- _Stored data_
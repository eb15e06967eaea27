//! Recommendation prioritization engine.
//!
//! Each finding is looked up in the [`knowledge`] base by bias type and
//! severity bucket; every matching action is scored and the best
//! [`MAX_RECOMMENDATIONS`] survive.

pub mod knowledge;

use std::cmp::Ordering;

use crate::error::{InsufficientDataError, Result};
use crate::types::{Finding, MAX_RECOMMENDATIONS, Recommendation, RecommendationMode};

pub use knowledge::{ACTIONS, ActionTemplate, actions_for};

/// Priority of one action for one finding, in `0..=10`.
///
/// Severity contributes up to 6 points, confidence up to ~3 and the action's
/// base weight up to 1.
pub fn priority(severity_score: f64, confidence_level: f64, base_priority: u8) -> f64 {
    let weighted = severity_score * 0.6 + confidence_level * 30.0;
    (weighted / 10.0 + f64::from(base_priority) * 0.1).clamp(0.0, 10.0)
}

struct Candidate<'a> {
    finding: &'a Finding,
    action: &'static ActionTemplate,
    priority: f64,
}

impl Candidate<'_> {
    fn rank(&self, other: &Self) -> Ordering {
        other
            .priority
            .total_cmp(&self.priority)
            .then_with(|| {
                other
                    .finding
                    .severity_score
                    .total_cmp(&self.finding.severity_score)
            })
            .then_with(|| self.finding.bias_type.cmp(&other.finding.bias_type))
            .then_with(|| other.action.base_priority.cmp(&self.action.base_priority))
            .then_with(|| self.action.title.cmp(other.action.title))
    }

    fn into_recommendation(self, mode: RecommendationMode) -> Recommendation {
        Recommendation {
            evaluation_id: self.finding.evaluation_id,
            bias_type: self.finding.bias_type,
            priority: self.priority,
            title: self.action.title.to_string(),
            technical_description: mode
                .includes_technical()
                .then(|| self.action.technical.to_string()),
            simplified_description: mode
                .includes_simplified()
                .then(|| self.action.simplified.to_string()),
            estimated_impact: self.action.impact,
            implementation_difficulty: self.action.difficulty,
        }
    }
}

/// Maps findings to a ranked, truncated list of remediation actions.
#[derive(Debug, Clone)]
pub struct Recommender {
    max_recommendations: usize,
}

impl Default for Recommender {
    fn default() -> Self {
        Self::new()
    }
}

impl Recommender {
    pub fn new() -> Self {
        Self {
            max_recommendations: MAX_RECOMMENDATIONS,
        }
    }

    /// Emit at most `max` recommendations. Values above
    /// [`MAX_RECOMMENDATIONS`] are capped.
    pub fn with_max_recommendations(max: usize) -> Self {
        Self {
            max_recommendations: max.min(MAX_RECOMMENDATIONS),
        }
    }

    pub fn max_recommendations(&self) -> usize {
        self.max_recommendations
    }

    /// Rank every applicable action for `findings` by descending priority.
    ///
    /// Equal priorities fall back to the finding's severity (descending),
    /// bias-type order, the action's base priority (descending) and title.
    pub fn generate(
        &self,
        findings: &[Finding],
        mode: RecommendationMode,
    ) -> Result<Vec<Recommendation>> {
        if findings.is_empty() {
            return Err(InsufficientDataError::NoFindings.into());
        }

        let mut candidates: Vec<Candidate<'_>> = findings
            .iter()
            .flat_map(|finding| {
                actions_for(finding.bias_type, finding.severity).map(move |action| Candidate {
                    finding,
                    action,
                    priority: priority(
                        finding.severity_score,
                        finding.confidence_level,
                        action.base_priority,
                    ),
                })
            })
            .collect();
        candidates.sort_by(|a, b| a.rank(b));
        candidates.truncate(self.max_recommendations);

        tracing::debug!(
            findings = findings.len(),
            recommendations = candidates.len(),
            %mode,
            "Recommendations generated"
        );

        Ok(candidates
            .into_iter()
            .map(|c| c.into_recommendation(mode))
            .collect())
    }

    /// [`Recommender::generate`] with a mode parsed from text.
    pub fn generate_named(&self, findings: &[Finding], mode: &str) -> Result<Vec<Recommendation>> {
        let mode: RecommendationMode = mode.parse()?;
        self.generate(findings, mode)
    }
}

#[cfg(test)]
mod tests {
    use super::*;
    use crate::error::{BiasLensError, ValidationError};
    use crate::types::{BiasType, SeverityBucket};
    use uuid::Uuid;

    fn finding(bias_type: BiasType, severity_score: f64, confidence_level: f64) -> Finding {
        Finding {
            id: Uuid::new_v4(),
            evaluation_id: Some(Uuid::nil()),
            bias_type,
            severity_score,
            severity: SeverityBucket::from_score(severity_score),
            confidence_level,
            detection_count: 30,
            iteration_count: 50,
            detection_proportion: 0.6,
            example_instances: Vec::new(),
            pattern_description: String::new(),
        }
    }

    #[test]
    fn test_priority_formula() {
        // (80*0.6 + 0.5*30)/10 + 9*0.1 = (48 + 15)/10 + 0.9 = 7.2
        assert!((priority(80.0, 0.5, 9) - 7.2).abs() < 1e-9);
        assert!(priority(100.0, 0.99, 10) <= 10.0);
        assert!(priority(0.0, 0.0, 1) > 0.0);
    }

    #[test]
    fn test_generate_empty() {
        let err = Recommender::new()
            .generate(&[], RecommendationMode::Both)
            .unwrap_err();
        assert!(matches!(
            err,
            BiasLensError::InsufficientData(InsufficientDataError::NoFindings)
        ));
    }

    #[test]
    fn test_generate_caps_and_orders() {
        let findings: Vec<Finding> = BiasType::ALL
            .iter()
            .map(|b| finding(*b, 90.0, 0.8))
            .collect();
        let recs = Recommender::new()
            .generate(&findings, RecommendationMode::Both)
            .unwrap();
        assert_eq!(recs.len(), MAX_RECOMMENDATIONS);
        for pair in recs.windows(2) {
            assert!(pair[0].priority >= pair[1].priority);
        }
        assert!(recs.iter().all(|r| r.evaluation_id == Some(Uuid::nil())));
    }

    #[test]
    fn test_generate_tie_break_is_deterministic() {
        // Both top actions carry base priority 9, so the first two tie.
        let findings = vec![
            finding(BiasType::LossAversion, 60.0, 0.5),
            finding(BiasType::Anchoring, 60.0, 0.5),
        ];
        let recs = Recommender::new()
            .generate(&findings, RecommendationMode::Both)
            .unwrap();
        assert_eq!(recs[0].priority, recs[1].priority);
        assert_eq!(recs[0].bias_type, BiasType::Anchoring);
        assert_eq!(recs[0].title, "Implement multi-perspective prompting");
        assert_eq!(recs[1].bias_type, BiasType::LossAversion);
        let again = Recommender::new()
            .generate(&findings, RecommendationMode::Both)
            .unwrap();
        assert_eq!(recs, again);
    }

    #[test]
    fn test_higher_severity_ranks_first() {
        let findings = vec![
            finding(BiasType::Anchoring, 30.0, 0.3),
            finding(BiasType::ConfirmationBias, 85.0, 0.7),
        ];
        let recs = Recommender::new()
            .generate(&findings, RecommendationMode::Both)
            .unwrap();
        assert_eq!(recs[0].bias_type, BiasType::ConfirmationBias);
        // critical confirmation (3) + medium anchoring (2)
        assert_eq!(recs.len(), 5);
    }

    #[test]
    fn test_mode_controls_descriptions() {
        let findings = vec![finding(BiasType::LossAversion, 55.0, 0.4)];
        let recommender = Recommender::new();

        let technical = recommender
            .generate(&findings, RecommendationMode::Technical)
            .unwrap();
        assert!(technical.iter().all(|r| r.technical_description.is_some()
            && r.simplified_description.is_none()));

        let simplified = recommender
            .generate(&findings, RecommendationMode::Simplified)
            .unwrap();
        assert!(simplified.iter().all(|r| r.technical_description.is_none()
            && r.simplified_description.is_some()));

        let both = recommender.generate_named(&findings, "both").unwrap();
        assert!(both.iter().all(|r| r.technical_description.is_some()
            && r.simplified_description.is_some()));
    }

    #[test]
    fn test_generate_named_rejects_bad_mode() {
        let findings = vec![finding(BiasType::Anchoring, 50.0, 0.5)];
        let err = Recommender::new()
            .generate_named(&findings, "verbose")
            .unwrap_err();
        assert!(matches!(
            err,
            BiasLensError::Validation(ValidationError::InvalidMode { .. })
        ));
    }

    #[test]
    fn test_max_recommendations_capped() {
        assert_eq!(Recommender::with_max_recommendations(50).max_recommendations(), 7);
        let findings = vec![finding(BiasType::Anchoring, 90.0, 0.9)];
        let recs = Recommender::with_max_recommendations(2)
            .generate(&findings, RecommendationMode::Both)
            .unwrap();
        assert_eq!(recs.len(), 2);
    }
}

- _How to complete this task_
Go through the data and show each line that holds "InsufficientDataError".

- _Solution_
use crate::error::{InsufficientDataError, Result};
            return Err(InsufficientDataError::NoFindings.into());
            BiasLensError::InsufficientData(InsufficientDataError::NoFindings)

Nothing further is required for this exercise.